Friday’s quarter-final ended in dramatic fashion. Serving at 30/15, Zverev elected to not use one of two remaining challenges after his inside-out forehand was called out, but on TV review was shown to catch a big part of the line. At 30-all, the German made a clunky attempt at a low backhand volley, which sailed long. He then sent a second serve well long to hand Tsitsipas the match.
Zverev was bidding to win the Washington, D.C.-Canada double for the second successive year. The 21-year-old, who drops to 43-12 this season, defeated Alex de Minaur to retain his Citi Open title without dropping a set last week.
“I mean, I was up 6-3, 5-3, serving for the match. So it should have been a three and three match, and then I would have been [in press] about one-and-a-half hours ago,” said Zverev. “But now I’m going to go to Cincinnati. I’ll do everything I can to prepare myself there and play well there. But as I said, I didn’t feel the ball at all. I didn’t play well. So a lot of it didn’t depend on me.”
After falling behind an early break, Zverev capitalised on forehand errors from Tsitsipas and took risks on his own forehand to earn successive breaks for a 3-2 lead. The German began to find rhythm on serve from there, dropping just one point in his following two service games to establish control before lifting his aggression and taking the set after 31 minutes.
A rifled backhand winner and pinpoint forehand return from Zverev applied pressure to Tsitsipas in the fourth game of the second set, who surrendered his serve after multiple mistimed forehands. Zverev looked focussed as he served for the match at 5-3, before Tsitsipas found his best level. The Barcelona Open Banc Sabadell finalist found inspiration on his forehand and soon levelled the match at 5-5 to extend the encounter.
“I was just walking the ball back and making him play every single ball,” said Tsitsipas. “At [5-3], he wasn’t into it. He started missing. He got tighter, I think. He understood that’s his chance to close the match. I just did things right and, yeah, I broke him. That’s how you break, if you play things right and you play clever. And I did that, and I was back in the match again.”
A stunning tie-break soon followed, with both men showing flashes of brilliance and nerves under intense pressure. But it was Tsitsipas who showcased the greater variety, mixing brutal backhands and delicate drop shots to level the match on his fifth set point, after saving two match points, after Zverev misfired on his backhand side.

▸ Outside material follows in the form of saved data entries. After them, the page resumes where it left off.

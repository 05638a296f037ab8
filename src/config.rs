//! Runtime configuration from environment variables.
//!
//! Board and surface geometry are fixed constants; only presentation and
//! diagnostics can be tuned. Missing or unparsable values fall back to defaults.

use std::env;
use std::path::PathBuf;

use crate::term::game_view::{MAX_CELL_CHARS, MIN_CELL_CHARS};
use crate::types::TICK_MS;

pub const ENV_LOG_PATH: &str = "TICTACTOE_LOG_PATH";
pub const ENV_CELL_WIDTH: &str = "TICTACTOE_CELL_WIDTH";
pub const ENV_CELL_HEIGHT: &str = "TICTACTOE_CELL_HEIGHT";
pub const ENV_TICK_MS: &str = "TICTACTOE_TICK_MS";

/// Game configuration
#[derive(Debug, Clone, PartialEq, Eq)]
pub struct Config {
    /// Log file; `None` disables logging (stdout is the game surface).
    pub log_path: Option<PathBuf>,
    /// Terminal columns per board cell.
    pub cell_width: u16,
    /// Terminal rows per board cell.
    pub cell_height: u16,
    /// Input poll interval.
    pub tick_ms: u32,
}

impl Default for Config {
    fn default() -> Self {
        Self {
            log_path: None,
            cell_width: 12,
            cell_height: 6,
            tick_ms: TICK_MS,
        }
    }
}

impl Config {
    /// Create from environment variables
    pub fn from_env() -> Self {
        Self::from_lookup(|key| env::var(key).ok())
    }

    /// Build from an arbitrary key lookup (the environment in production).
    pub fn from_lookup(lookup: impl Fn(&str) -> Option<String>) -> Self {
        let defaults = Self::default();

        let log_path = lookup(ENV_LOG_PATH)
            .map(|s| s.trim().to_string())
            .filter(|s| !s.is_empty())
            .map(PathBuf::from);

        let cell_width = lookup(ENV_CELL_WIDTH)
            .and_then(|s| s.trim().parse::<u16>().ok())
            .map(|v| v.clamp(MIN_CELL_CHARS, MAX_CELL_CHARS))
            .unwrap_or(defaults.cell_width);

        let cell_height = lookup(ENV_CELL_HEIGHT)
            .and_then(|s| s.trim().parse::<u16>().ok())
            .map(|v| v.clamp(MIN_CELL_CHARS, MAX_CELL_CHARS))
            .unwrap_or(defaults.cell_height);

        let tick_ms = lookup(ENV_TICK_MS)
            .and_then(|s| s.trim().parse::<u32>().ok())
            .filter(|&v| v > 0)
            .unwrap_or(defaults.tick_ms);

        Self {
            log_path,
            cell_width,
            cell_height,
            tick_ms,
        }
    }
}
//! File-backed tracing setup.
//!
//! The terminal is the game surface, so log lines go to a file. `RUST_LOG`
//! selects the filter, defaulting to `info`.

use std::fs::File;
use std::path::Path;
use std::sync::Arc;

use anyhow::{Context, Result};
use tracing_subscriber::EnvFilter;

/// Install the global subscriber writing to `path`.
///
/// Returns `Ok(false)` if a subscriber was already installed.
pub fn init(path: &Path) -> Result<bool> {
    let log_file = File::create(path)
        .with_context(|| format!("failed to create log file {}", path.display()))?;

    let installed = tracing_subscriber::fmt()
        .with_env_filter(EnvFilter::try_from_default_env().unwrap_or_else(|_| EnvFilter::new("info")))
        .with_writer(Arc::new(log_file))
        .with_ansi(false)
        .try_init()
        .is_ok();

    Ok(installed)
}
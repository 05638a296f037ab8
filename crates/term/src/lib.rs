//! Terminal "game renderer" module.
//!
//! This is a small, game-oriented rendering layer for terminal gameplay.
//! It intentionally avoids widget/layout libraries and instead renders into a
//! simple framebuffer that can be flushed to a terminal backend.
//!
//! Goals:
//! - Keep `core` deterministic and testable
//! - Paint a read-only snapshot, never mutate game state
//! - Own the terminal-to-surface geometry so input and drawing agree

pub mod fb;
pub mod game_view;
pub mod renderer;

pub use tui_tictactoe_core as core;
pub use tui_tictactoe_types as types;

pub use fb::{CellStyle, FrameBuffer, Glyph, Rgb};
pub use game_view::{grid_color, player_color, status_text, AnchorY, GameView, Viewport};
pub use renderer::{encode_diff_into, encode_full_into, TerminalRenderer};
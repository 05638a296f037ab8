//! Win/tie evaluation.
//!
//! Everything here is a pure function of a board snapshot. The game state
//! calls [`evaluate_outcome`] right after each accepted move; the renderer uses
//! [`winning_lines`] to emphasize the marks that decided the game.

use arrayvec::ArrayVec;

use crate::board::{Board, Line, LINE_COUNT};
use crate::types::{Player, Status};

/// The player owning every cell of `line`, if one does.
pub fn line_winner(board: &Board, line: Line) -> Option<Player> {
    let cells = board.line(line);
    let first = cells[0].player()?;
    cells
        .iter()
        .all(|cell| cell.player() == Some(first))
        .then_some(first)
}

/// Every completed line on the board, in evaluation order.
pub fn winning_lines(board: &Board) -> ArrayVec<Line, LINE_COUNT> {
    Line::all()
        .into_iter()
        .filter(|&line| line_winner(board, line).is_some())
        .collect()
}

/// Decide the status of a board.
///
/// Rows, then columns, then both diagonals are checked for a player owning the
/// whole line. With no line completed, a full board is a tie; otherwise the
/// game is still running. Only the mover's mark changes per move, so at most
/// one player can own lines at a time.
pub fn evaluate_outcome(board: &Board) -> Status {
    if let Some(winner) = Line::all()
        .into_iter()
        .find_map(|line| line_winner(board, line))
    {
        return Status::won_by(winner);
    }

    if board.is_full() {
        Status::Tie
    } else {
        Status::Running
    }
}
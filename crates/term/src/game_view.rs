//! GameView: maps a `core::GameSnapshot` into a terminal framebuffer.
//!
//! This module is pure (no I/O). It can be unit-tested.
//!
//! The virtual pixel surface is drawn as `N x N` blocks of `cell_w x cell_h`
//! characters. Grid lines sit on the first column/row of every block after the
//! first, the same way pixel lines sit at multiples of the cell size.

use crate::core::GameSnapshot;
use crate::fb::{CellStyle, FrameBuffer, Glyph, Rgb};
use crate::types::{Player, ScreenMap, Status, N};

/// Grid colour while the game is running.
pub const GRID_COLOR: Rgb = Rgb::new(0xff, 0xff, 0xff);

/// Mark (and winning grid) colour for X.
pub const PLAYER_X_COLOR: Rgb = Rgb::new(0x20, 0x4a, 0x87);

/// Mark (and winning grid) colour for O.
pub const PLAYER_O_COLOR: Rgb = Rgb::new(0x73, 0xd2, 0x16);

/// Grid colour after a tie.
pub const TIE_COLOR: Rgb = Rgb::new(0xf5, 0x79, 0x00);

/// Smallest board cell the glyphs still fit in.
pub const MIN_CELL_CHARS: u16 = 3;

/// Largest board cell whose surface (plus footer) still fits the `u16` terminal grid.
pub const MAX_CELL_CHARS: u16 = u16::MAX / N as u16 / 2;

/// Rows below the board used for the status and hint lines.
const FOOTER_ROWS: u16 = 3;

/// Terminal viewport dimensions.
#[derive(Debug, Clone, Copy, PartialEq, Eq)]
pub struct Viewport {
    pub width: u16,
    pub height: u16,
}

impl Viewport {
    pub fn new(width: u16, height: u16) -> Self {
        Self { width, height }
    }
}

#[derive(Debug, Clone, Copy, PartialEq, Eq)]
pub enum AnchorY {
    Center,
    Top,
}

/// A lightweight terminal renderer for the board.
#[derive(Debug, Clone)]
pub struct GameView {
    /// Board cell width in terminal columns.
    cell_w: u16,
    /// Board cell height in terminal rows.
    cell_h: u16,
    anchor_y: AnchorY,
}

impl Default for GameView {
    fn default() -> Self {
        // 2:1 compensates for typical terminal glyph aspect ratio.
        Self::new(12, 6)
    }
}

/// Grid colour for a game status.
pub fn grid_color(status: Status) -> Rgb {
    match status {
        Status::Running => GRID_COLOR,
        Status::PlayerXWon => PLAYER_X_COLOR,
        Status::PlayerOWon => PLAYER_O_COLOR,
        Status::Tie => TIE_COLOR,
    }
}

pub fn player_color(player: Player) -> Rgb {
    match player {
        Player::X => PLAYER_X_COLOR,
        Player::O => PLAYER_O_COLOR,
    }
}

/// One-line description of the game for the footer.
pub fn status_text(snap: &GameSnapshot) -> String {
    match snap.status {
        Status::Running => format!("{} to move", snap.current_player),
        Status::PlayerXWon => format!("{} wins - click to play again", Player::X),
        Status::PlayerOWon => format!("{} wins - click to play again", Player::O),
        Status::Tie => "Tie - click to play again".to_string(),
    }
}

impl GameView {
    pub fn new(cell_w: u16, cell_h: u16) -> Self {
        Self {
            cell_w: cell_w.clamp(MIN_CELL_CHARS, MAX_CELL_CHARS),
            cell_h: cell_h.clamp(MIN_CELL_CHARS, MAX_CELL_CHARS),
            anchor_y: AnchorY::Center,
        }
    }

    pub fn with_anchor_y(mut self, anchor_y: AnchorY) -> Self {
        self.anchor_y = anchor_y;
        self
    }

    pub fn cell_size(&self) -> (u16, u16) {
        (self.cell_w, self.cell_h)
    }

    /// Where the surface lands in `viewport`.
    ///
    /// Input handling must use the same map so clicks hit the cells drawn.
    pub fn screen_map(&self, viewport: Viewport) -> ScreenMap {
        let surface_w = self.cell_w.saturating_mul(N as u16);
        let surface_h = self.cell_h.saturating_mul(N as u16);

        let origin_x = viewport.width.saturating_sub(surface_w) / 2;
        let origin_y = match self.anchor_y {
            AnchorY::Center => viewport
                .height
                .saturating_sub(surface_h.saturating_add(FOOTER_ROWS))
                / 2,
            AnchorY::Top => 0,
        };
        ScreenMap::new(origin_x, origin_y, surface_w, surface_h)
    }

    /// Render the snapshot into an existing framebuffer.
    ///
    /// Callers can reuse a framebuffer across frames and only resize when the
    /// terminal size changes.
    pub fn render_into(&self, snap: &GameSnapshot, viewport: Viewport, fb: &mut FrameBuffer) {
        fb.resize(viewport.width, viewport.height);
        fb.clear(Glyph::default());

        let map = self.screen_map(viewport);
        self.draw_grid(fb, map, grid_color(snap.status));

        for row in 0..N {
            for col in 0..N {
                let Some(player) = snap.cell(row, col).player() else {
                    continue;
                };
                let mut style = CellStyle::fg(player_color(player));
                if snap.on_winning_line(row, col) {
                    style = style.bold();
                }
                match player {
                    Player::X => self.draw_x(fb, map, row, col, style),
                    Player::O => self.draw_o(fb, map, row, col, style),
                }
            }
        }

        self.draw_footer(fb, snap, map, viewport);
    }

    /// Convenience helper that allocates a new framebuffer.
    pub fn render(&self, snap: &GameSnapshot, viewport: Viewport) -> FrameBuffer {
        let mut fb = FrameBuffer::new(viewport.width, viewport.height);
        self.render_into(snap, viewport, &mut fb);
        fb
    }

    fn draw_grid(&self, fb: &mut FrameBuffer, map: ScreenMap, color: Rgb) {
        let style = CellStyle::fg(color);
        let x0 = map.origin_x as i32;
        let y0 = map.origin_y as i32;

        for i in 1..N as i32 {
            let lx = x0 + i * self.cell_w as i32;
            for dy in 0..map.height as i32 {
                fb.set_signed(lx, y0 + dy, Glyph::new('│', style));
            }
            let ly = y0 + i * self.cell_h as i32;
            for dx in 0..map.width as i32 {
                fb.set_signed(x0 + dx, ly, Glyph::new('─', style));
            }
        }

        for i in 1..N as i32 {
            for j in 1..N as i32 {
                let x = x0 + i * self.cell_w as i32;
                let y = y0 + j * self.cell_h as i32;
                fb.set_signed(x, y, Glyph::new('┼', style));
            }
        }
    }

    /// Centre of board cell (row, col) plus the glyph half-extent, in terminal cells.
    fn glyph_box(&self, map: ScreenMap, row: usize, col: usize) -> (i32, i32, i32, i32) {
        let cx = map.origin_x as i32 + col as i32 * self.cell_w as i32 + self.cell_w as i32 / 2;
        let cy = map.origin_y as i32 + row as i32 * self.cell_h as i32 + self.cell_h as i32 / 2;
        let half_w = (self.cell_w as i32 / 4).max(1);
        let half_h = (self.cell_h as i32 / 4).max(1);
        (cx, cy, half_w, half_h)
    }

    fn draw_x(&self, fb: &mut FrameBuffer, map: ScreenMap, row: usize, col: usize, style: CellStyle) {
        let (cx, cy, half_w, half_h) = self.glyph_box(map, row, col);

        for s in -half_w..=half_w {
            let dy = s * half_h / half_w;
            if s == 0 {
                fb.set_signed(cx, cy, Glyph::new('╳', style));
                continue;
            }
            // Top-left to bottom-right, then top-right to bottom-left.
            fb.set_signed(cx + s, cy + dy, Glyph::new('╲', style));
            fb.set_signed(cx + s, cy - dy, Glyph::new('╱', style));
        }
    }

    fn draw_o(&self, fb: &mut FrameBuffer, map: ScreenMap, row: usize, col: usize, style: CellStyle) {
        let (cx, cy, half_w, half_h) = self.glyph_box(map, row, col);
        let (left, right) = (cx - half_w, cx + half_w);
        let (top, bottom) = (cy - half_h, cy + half_h);

        for x in left + 1..right {
            fb.set_signed(x, top, Glyph::new('─', style));
            fb.set_signed(x, bottom, Glyph::new('─', style));
        }
        for y in top + 1..bottom {
            fb.set_signed(left, y, Glyph::new('│', style));
            fb.set_signed(right, y, Glyph::new('│', style));
        }
        fb.set_signed(left, top, Glyph::new('╭', style));
        fb.set_signed(right, top, Glyph::new('╮', style));
        fb.set_signed(left, bottom, Glyph::new('╰', style));
        fb.set_signed(right, bottom, Glyph::new('╯', style));
    }

    fn draw_footer(&self, fb: &mut FrameBuffer, snap: &GameSnapshot, map: ScreenMap, viewport: Viewport) {
        let status_y = map.origin_y.saturating_add(map.height).saturating_add(1);
        if status_y >= viewport.height {
            return;
        }

        let text = status_text(snap);
        let style = match snap.status.winner() {
            Some(winner) => CellStyle::fg(player_color(winner)).bold(),
            None => CellStyle::fg(grid_color(snap.status)).bold(),
        };
        self.put_centered(fb, map, status_y, &text, style);

        let hint_y = status_y + 1;
        if hint_y < viewport.height {
            let dim = CellStyle::fg(Rgb::new(120, 120, 120));
            self.put_centered(fb, map, hint_y, "click a cell, q to quit", dim);
        }
    }

    fn put_centered(&self, fb: &mut FrameBuffer, map: ScreenMap, y: u16, text: &str, style: CellStyle) {
        let text_w = text.chars().count() as u16;
        let x = map
            .origin_x
            .saturating_add(map.width.saturating_sub(text_w) / 2);
        fb.put_str(x, y, text, style);
    }
}

#[cfg(test)]
mod tests {
    use super::*;
    use crate::core::GameState;

    #[test]
    fn grid_color_follows_status() {
        assert_eq!(grid_color(Status::Running), GRID_COLOR);
        assert_eq!(grid_color(Status::PlayerXWon), PLAYER_X_COLOR);
        assert_eq!(grid_color(Status::PlayerOWon), PLAYER_O_COLOR);
        assert_eq!(grid_color(Status::Tie), TIE_COLOR);
    }

    #[test]
    fn cell_size_is_clamped() {
        assert_eq!(GameView::new(1, 0).cell_size(), (MIN_CELL_CHARS, MIN_CELL_CHARS));
        assert_eq!(
            GameView::new(30_000, u16::MAX).cell_size(),
            (MAX_CELL_CHARS, MAX_CELL_CHARS)
        );
    }

    #[test]
    fn huge_cells_still_map_onto_a_small_viewport() {
        let view = GameView::new(30_000, 30_000);
        let map = view.screen_map(Viewport::new(80, 24));

        assert_eq!((map.origin_x, map.origin_y), (0, 0));
        assert_eq!(map.width, MAX_CELL_CHARS * N as u16);
        assert_eq!(map.height, MAX_CELL_CHARS * N as u16);
    }

    #[test]
    fn screen_map_centres_surface_and_footer() {
        let view = GameView::default();
        // Surface 36x18 plus 3 footer rows.
        let map = view.screen_map(Viewport::new(40, 25));
        assert_eq!(map, ScreenMap::new(2, 2, 36, 18));

        let top = view.with_anchor_y(AnchorY::Top).screen_map(Viewport::new(40, 25));
        assert_eq!(top.origin_y, 0);
    }

    #[test]
    fn status_text_names_player_or_outcome() {
        let mut snap = GameState::new().snapshot();
        assert_eq!(status_text(&snap), "X to move");

        snap.status = Status::PlayerOWon;
        assert_eq!(status_text(&snap), "O wins - click to play again");

        snap.status = Status::Tie;
        assert_eq!(status_text(&snap), "Tie - click to play again");
    }

    #[test]
    fn x_glyph_is_symmetric() {
        let view = GameView::default();
        let mut fb = FrameBuffer::new(36, 18);
        let map = ScreenMap::new(0, 0, 36, 18);
        view.draw_x(&mut fb, map, 0, 0, CellStyle::default());

        // Centre (6, 3), half extent 3x1.
        assert_eq!(fb.get(6, 3).map(|g| g.ch), Some('╳'));
        assert_eq!(fb.get(3, 2).map(|g| g.ch), Some('╲'));
        assert_eq!(fb.get(9, 4).map(|g| g.ch), Some('╲'));
        assert_eq!(fb.get(9, 2).map(|g| g.ch), Some('╱'));
        assert_eq!(fb.get(3, 4).map(|g| g.ch), Some('╱'));
    }
}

“We played a hell of a tie-break,” said Tsitsipas. “We played lots of points, lots of rallies. A really exciting tie-break. The people seemed to love it… [In the third set] I was a bit worried about [my first serve percentage].
“If I’m going to keep my first serve percentage higher. And it still didn’t work that well for me. He had plenty of break point opportunities on my serve. He didn’t convert them… I used my chances in the last game. I made him play and I was very patient. It paid off at the end.”
After trading early breaks, the decisive moment came in the 10th, and final, game of the decider. After failing to convert three break points in the previous game, Zverev looked set to level the third set at 5-all before a series of dramatic events.
Serving at 30/15, he elected to not use one of two remaining challenges after his inside-out forehand was called out, but on TV review was shown to catch a big part of the line. At 30-all, the German made a clunky attempt at a low backhand volley, which sailed long. He then sent a second serve well long to hand Tsitsipas the match.